Only the lines from the beginning of the data below through the line that contains "let continent = self.continent.filter(|c|" should be repeated, exactly as written.

→ Dataset entries:

◇ ◇ ◇ ◇ ◇ ◇ ◇

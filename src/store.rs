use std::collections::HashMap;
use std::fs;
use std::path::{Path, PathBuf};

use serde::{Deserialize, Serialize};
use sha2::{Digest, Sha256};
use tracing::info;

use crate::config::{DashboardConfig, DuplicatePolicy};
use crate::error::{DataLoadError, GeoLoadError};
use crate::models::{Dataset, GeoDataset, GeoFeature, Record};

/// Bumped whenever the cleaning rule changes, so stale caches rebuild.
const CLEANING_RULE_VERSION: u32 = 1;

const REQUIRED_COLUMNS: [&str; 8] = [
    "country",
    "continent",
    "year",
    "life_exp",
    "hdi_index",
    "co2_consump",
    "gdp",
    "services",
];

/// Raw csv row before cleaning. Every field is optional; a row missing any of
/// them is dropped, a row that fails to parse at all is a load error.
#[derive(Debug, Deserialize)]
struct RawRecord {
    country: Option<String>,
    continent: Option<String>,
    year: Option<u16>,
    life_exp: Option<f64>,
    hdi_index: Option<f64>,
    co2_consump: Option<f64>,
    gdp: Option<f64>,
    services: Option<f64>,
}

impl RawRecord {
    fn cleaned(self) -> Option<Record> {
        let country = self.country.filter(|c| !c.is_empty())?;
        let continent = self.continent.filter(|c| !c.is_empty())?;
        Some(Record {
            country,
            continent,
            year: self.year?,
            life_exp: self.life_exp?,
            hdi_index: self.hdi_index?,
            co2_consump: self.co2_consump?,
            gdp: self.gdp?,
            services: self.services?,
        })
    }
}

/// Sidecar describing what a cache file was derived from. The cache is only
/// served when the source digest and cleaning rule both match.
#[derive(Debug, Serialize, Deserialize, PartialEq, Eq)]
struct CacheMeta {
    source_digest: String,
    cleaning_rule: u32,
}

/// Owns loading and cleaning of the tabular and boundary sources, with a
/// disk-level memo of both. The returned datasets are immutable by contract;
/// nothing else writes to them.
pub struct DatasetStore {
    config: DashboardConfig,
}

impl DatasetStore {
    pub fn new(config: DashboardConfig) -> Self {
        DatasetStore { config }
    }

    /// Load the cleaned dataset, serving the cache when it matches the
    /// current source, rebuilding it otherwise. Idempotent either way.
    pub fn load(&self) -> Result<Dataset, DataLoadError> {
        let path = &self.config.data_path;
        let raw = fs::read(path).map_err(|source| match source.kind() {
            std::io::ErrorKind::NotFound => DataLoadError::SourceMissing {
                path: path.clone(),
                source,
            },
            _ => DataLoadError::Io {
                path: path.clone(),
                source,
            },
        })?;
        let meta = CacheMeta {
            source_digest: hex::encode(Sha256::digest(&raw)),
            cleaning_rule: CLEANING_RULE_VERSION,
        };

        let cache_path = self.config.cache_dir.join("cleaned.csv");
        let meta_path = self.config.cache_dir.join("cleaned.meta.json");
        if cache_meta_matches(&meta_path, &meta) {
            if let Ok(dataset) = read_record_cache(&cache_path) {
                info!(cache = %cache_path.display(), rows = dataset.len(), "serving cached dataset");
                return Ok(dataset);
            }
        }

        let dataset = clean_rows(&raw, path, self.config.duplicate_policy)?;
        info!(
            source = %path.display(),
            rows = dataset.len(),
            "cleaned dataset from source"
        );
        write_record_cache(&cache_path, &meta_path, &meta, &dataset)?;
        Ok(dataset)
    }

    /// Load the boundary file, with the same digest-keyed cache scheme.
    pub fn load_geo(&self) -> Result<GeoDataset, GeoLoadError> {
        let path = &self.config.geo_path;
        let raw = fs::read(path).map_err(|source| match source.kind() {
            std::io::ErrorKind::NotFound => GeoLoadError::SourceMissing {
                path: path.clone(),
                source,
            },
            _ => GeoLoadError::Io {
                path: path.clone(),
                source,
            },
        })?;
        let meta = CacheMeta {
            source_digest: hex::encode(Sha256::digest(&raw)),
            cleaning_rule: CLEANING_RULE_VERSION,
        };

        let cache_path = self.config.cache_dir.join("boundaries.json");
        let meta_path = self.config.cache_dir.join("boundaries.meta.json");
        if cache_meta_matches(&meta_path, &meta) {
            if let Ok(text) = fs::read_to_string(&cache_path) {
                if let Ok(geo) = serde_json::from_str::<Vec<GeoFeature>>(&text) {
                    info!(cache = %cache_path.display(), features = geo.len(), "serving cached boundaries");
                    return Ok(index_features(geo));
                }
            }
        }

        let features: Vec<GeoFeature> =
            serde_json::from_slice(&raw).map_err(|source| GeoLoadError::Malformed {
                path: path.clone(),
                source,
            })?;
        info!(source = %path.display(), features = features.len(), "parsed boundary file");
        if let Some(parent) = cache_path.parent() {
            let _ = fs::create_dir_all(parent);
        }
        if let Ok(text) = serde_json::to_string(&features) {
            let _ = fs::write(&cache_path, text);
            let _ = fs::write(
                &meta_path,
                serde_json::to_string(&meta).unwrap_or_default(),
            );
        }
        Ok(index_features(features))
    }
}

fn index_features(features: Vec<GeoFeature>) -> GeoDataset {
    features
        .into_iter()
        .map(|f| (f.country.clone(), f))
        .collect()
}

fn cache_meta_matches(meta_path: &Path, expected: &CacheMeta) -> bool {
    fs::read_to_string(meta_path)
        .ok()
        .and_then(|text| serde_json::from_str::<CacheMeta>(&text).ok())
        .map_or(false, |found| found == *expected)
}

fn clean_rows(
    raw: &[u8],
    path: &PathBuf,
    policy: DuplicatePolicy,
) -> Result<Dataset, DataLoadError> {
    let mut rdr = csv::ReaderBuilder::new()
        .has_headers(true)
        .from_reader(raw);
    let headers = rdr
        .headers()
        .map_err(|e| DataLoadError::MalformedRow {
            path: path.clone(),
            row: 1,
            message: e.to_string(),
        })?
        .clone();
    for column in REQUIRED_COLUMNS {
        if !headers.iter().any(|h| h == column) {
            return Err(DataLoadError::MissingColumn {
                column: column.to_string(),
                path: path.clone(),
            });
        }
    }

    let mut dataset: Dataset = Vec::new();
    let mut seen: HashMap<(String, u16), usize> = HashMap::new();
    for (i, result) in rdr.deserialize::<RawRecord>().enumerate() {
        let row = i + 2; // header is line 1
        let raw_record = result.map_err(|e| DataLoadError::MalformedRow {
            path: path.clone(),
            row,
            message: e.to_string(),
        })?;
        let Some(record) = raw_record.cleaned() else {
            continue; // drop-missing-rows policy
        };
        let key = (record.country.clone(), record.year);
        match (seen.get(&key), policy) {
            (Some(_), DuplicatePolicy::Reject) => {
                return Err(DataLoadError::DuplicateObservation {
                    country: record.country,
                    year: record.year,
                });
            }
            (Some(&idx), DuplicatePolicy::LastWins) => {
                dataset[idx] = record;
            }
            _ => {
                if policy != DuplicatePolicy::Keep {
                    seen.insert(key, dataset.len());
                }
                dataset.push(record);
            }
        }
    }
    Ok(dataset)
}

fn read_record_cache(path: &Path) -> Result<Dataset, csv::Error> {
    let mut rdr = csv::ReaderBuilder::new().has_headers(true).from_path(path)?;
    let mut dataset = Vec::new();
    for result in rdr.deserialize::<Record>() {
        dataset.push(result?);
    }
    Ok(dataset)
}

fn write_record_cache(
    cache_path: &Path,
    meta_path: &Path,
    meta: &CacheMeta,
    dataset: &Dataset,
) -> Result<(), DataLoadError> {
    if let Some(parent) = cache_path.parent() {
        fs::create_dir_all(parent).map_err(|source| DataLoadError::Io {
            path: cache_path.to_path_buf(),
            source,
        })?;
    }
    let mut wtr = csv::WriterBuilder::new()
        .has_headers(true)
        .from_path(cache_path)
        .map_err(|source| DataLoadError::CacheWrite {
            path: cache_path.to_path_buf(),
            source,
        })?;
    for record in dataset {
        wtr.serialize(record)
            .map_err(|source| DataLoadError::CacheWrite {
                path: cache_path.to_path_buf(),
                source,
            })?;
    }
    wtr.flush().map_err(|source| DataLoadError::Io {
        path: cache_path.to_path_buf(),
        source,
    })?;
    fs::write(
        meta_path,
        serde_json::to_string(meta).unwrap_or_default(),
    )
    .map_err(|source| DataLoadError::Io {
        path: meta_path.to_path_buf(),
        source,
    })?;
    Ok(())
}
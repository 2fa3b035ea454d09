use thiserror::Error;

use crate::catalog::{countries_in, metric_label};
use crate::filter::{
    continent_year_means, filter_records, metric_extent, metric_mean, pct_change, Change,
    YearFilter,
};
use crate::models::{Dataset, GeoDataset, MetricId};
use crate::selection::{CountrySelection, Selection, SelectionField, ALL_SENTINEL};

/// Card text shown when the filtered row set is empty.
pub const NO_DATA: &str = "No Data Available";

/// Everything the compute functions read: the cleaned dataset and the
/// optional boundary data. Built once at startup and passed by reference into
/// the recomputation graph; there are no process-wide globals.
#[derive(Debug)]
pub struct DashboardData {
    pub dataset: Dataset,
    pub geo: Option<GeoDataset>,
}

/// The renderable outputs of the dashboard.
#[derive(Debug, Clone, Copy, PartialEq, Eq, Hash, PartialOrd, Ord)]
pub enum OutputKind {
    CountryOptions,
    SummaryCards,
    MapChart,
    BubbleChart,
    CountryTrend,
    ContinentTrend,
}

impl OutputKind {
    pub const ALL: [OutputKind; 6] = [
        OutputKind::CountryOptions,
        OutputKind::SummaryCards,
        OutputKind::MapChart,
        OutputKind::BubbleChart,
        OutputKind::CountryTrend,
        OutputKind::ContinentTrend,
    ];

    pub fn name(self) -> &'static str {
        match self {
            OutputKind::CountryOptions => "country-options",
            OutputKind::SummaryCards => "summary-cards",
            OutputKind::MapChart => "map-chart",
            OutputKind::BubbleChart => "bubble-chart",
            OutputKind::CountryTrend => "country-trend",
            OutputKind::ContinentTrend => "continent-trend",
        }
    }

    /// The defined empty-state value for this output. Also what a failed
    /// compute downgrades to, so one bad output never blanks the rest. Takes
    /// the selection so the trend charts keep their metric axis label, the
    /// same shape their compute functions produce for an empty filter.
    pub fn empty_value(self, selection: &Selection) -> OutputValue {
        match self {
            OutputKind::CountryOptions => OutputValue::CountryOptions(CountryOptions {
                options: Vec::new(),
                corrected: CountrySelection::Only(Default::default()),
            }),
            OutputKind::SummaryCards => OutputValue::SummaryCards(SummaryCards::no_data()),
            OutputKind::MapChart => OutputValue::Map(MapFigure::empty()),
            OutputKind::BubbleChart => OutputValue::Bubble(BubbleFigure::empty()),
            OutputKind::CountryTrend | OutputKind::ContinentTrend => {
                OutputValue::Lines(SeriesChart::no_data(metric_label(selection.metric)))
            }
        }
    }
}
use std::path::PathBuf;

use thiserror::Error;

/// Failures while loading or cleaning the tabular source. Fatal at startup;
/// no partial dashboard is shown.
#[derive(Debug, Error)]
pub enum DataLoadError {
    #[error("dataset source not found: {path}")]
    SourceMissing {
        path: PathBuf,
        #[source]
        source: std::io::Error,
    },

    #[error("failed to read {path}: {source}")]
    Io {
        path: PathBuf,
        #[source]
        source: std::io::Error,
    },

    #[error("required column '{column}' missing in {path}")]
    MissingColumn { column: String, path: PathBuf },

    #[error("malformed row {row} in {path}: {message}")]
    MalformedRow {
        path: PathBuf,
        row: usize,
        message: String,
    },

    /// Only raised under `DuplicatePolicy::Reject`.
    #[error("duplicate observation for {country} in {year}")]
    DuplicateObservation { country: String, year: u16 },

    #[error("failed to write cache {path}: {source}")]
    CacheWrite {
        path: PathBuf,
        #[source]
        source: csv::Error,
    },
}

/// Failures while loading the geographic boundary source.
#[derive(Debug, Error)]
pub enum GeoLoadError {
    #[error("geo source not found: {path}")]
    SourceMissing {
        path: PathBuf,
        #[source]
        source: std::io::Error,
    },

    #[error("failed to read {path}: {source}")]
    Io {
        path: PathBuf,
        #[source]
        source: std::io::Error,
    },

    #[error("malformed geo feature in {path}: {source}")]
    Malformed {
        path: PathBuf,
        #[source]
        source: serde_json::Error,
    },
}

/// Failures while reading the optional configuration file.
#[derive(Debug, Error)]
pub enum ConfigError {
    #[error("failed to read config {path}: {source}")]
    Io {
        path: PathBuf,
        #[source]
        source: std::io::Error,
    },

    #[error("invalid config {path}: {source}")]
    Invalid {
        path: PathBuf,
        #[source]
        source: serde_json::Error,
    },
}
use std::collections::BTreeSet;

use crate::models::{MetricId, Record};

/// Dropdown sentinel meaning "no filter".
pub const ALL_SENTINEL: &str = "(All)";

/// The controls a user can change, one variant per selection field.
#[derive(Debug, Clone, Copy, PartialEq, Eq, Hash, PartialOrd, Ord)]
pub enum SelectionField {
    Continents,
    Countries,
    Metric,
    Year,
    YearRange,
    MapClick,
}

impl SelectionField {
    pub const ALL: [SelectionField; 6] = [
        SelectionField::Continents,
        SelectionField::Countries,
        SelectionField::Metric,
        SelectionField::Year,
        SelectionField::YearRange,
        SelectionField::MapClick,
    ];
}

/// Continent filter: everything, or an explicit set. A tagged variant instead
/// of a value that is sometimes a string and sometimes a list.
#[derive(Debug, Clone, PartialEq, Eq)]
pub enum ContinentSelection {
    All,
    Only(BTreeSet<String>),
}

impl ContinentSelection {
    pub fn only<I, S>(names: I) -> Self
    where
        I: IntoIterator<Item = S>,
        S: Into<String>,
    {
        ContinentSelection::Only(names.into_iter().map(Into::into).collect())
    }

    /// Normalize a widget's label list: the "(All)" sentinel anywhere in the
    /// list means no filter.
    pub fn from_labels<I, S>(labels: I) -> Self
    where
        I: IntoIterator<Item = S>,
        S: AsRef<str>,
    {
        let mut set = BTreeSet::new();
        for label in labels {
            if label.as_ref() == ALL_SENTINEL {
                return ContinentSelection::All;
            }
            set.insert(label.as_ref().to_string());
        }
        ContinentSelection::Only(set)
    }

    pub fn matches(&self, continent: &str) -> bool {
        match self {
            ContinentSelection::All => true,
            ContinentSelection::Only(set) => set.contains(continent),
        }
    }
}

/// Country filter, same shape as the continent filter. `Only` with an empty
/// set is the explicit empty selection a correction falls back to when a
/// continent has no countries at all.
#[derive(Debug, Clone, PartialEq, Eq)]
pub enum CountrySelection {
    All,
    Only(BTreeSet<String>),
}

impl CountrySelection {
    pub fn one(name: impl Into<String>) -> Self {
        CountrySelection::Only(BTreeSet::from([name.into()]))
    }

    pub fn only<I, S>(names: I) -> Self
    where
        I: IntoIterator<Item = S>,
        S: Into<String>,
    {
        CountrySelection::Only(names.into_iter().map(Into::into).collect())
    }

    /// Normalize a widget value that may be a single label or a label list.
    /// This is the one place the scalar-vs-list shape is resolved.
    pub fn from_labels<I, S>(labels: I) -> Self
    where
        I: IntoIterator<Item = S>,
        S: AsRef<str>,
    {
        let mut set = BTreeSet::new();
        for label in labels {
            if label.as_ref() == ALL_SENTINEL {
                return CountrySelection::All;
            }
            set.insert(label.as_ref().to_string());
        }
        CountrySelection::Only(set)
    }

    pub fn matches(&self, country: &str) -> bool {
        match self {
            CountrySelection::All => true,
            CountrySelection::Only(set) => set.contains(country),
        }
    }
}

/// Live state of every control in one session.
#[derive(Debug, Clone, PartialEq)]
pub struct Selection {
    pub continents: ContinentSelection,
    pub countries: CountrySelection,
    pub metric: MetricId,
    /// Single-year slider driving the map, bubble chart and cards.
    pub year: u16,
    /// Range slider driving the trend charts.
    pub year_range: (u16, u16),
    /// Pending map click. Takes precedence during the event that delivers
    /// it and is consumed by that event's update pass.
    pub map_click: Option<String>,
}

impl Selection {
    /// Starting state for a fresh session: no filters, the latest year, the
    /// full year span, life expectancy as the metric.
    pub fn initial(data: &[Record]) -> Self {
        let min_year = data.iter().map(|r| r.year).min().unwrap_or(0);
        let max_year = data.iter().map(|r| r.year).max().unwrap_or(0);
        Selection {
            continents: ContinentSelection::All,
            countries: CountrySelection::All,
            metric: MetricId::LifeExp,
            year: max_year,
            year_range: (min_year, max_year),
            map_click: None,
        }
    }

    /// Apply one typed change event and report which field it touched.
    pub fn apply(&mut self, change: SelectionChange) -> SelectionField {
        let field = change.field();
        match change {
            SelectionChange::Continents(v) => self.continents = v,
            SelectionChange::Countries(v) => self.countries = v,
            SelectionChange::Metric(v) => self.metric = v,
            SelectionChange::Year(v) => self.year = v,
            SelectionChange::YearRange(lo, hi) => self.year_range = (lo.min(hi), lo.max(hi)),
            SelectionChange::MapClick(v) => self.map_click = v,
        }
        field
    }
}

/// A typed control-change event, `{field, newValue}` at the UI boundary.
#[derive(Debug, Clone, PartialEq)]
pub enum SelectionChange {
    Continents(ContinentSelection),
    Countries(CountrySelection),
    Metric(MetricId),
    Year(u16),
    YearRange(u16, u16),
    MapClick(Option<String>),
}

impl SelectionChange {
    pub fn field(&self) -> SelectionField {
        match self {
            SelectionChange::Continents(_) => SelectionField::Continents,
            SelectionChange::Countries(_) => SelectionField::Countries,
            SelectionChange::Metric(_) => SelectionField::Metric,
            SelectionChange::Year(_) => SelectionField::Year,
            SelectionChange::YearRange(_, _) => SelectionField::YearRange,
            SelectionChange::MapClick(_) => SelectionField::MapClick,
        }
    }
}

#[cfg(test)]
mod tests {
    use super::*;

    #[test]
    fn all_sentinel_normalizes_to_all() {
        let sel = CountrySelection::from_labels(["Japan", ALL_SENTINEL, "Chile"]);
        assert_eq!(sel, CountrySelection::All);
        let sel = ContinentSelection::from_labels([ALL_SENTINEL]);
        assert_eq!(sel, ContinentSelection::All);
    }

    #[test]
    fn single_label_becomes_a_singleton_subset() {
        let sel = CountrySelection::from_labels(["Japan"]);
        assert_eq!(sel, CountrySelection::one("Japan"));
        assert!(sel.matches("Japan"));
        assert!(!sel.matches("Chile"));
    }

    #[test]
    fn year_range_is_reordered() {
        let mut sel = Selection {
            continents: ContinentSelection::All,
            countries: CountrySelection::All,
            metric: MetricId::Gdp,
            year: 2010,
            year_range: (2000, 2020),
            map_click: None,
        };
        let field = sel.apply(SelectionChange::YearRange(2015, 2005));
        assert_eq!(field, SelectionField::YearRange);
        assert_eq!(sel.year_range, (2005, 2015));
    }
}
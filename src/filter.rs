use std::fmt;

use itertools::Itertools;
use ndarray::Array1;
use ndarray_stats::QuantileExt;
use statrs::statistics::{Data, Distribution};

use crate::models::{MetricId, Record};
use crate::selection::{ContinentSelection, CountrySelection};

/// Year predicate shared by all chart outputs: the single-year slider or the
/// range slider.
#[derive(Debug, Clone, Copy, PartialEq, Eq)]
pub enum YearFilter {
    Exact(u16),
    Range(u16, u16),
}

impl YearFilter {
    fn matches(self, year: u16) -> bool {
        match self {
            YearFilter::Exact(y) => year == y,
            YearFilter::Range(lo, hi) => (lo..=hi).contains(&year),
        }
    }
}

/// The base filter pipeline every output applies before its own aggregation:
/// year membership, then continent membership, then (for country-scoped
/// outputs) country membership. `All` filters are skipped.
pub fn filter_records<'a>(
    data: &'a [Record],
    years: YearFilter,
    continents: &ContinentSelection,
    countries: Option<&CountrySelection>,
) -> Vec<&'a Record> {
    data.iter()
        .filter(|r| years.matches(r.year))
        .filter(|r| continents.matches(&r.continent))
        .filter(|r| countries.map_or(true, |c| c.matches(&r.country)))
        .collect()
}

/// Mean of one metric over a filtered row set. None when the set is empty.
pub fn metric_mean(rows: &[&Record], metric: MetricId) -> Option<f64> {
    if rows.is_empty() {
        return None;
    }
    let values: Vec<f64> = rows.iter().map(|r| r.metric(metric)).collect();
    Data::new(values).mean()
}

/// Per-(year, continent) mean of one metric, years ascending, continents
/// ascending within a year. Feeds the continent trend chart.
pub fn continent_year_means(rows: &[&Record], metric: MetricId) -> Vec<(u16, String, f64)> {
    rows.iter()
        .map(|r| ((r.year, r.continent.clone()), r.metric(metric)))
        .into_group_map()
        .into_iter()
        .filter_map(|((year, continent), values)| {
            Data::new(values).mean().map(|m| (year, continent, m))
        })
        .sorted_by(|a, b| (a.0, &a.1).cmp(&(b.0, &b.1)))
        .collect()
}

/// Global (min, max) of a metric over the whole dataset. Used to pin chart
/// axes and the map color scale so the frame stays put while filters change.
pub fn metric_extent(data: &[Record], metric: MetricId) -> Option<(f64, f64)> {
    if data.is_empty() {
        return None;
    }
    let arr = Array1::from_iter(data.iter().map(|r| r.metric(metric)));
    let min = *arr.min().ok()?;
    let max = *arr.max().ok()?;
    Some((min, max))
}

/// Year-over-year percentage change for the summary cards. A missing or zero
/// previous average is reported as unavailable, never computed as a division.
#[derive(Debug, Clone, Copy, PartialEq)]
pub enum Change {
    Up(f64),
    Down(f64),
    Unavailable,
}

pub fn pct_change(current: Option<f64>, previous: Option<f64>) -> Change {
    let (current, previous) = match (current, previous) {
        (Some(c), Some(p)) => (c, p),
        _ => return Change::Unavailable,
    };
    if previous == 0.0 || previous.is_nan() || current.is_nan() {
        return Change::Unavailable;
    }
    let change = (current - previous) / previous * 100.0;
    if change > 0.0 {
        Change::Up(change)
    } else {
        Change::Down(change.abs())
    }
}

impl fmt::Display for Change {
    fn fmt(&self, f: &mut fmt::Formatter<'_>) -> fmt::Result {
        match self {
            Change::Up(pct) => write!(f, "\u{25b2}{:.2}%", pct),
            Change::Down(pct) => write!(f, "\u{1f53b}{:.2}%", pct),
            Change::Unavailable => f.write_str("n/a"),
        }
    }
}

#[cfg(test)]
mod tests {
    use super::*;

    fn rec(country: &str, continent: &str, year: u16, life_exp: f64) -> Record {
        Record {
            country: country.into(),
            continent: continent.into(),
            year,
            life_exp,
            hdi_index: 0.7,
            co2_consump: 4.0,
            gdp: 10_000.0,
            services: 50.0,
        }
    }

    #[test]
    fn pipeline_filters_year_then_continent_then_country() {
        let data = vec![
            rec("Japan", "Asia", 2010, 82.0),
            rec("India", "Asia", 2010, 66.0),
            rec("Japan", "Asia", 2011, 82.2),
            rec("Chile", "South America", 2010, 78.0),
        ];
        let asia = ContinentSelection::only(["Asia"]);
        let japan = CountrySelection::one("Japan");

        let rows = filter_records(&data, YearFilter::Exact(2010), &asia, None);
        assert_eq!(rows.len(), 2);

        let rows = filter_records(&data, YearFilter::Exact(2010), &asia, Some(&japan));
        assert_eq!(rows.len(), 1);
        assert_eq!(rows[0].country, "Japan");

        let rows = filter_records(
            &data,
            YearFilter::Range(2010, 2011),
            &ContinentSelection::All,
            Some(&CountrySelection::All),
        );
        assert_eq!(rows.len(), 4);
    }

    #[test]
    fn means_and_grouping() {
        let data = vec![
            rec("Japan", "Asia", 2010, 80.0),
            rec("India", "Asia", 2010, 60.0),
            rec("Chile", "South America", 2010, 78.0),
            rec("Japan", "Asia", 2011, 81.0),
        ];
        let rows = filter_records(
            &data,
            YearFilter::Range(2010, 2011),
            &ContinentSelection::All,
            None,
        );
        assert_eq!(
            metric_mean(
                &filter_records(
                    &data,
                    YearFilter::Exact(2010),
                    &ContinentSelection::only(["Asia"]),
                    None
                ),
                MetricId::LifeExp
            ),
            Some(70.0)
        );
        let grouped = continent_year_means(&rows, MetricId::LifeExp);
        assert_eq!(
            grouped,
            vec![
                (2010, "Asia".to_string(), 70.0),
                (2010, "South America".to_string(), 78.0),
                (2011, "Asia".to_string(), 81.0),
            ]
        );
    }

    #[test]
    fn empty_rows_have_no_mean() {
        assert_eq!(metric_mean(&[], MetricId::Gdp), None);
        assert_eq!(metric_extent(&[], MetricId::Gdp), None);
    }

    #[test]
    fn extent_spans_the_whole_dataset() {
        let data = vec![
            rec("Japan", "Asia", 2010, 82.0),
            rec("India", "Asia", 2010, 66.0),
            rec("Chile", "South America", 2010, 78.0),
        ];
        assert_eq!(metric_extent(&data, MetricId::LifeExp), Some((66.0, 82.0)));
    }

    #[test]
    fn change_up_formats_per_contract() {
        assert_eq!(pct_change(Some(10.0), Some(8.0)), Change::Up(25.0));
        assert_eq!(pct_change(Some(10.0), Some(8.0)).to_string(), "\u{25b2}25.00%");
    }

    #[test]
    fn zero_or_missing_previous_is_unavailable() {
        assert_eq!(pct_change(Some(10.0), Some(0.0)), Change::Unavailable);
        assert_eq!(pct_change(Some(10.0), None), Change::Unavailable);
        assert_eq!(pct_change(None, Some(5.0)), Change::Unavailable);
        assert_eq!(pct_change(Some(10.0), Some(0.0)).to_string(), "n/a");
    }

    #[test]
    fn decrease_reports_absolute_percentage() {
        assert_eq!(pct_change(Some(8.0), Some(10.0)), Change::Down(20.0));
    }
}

◇ ◇ ◇ ◇ ◇ ◇ ◇

→ Answer to this problem:
filename src/store.rs
use std::collections::HashMap;
use std::fs;
use std::path::{Path, PathBuf};

use serde::{Deserialize, Serialize};
use sha2::{Digest, Sha256};
use tracing::info;

use crate::config::{DashboardConfig, DuplicatePolicy};
use crate::error::{DataLoadError, GeoLoadError};
use crate::models::{Dataset, GeoDataset, GeoFeature, Record};

/// Bumped whenever the cleaning rule changes, so stale caches rebuild.
const CLEANING_RULE_VERSION: u32 = 1;

const REQUIRED_COLUMNS: [&str; 8] = [
    "country",
    "continent",
    "year",
    "life_exp",
    "hdi_index",
    "co2_consump",
    "gdp",
    "services",
];

/// Raw csv row before cleaning. Every field is optional; a row missing any of
/// them is dropped, a row that fails to parse at all is a load error.
#[derive(Debug, Deserialize)]
struct RawRecord {
    country: Option<String>,
    continent: Option<String>,
    year: Option<u16>,
    life_exp: Option<f64>,
    hdi_index: Option<f64>,
    co2_consump: Option<f64>,
    gdp: Option<f64>,
    services: Option<f64>,
}

impl RawRecord {
    fn cleaned(self) -> Option<Record> {
        let country = self.country.filter(|c| !c.is_empty())?;
        let continent = self.continent.filter(|c| !c.is_empty())?;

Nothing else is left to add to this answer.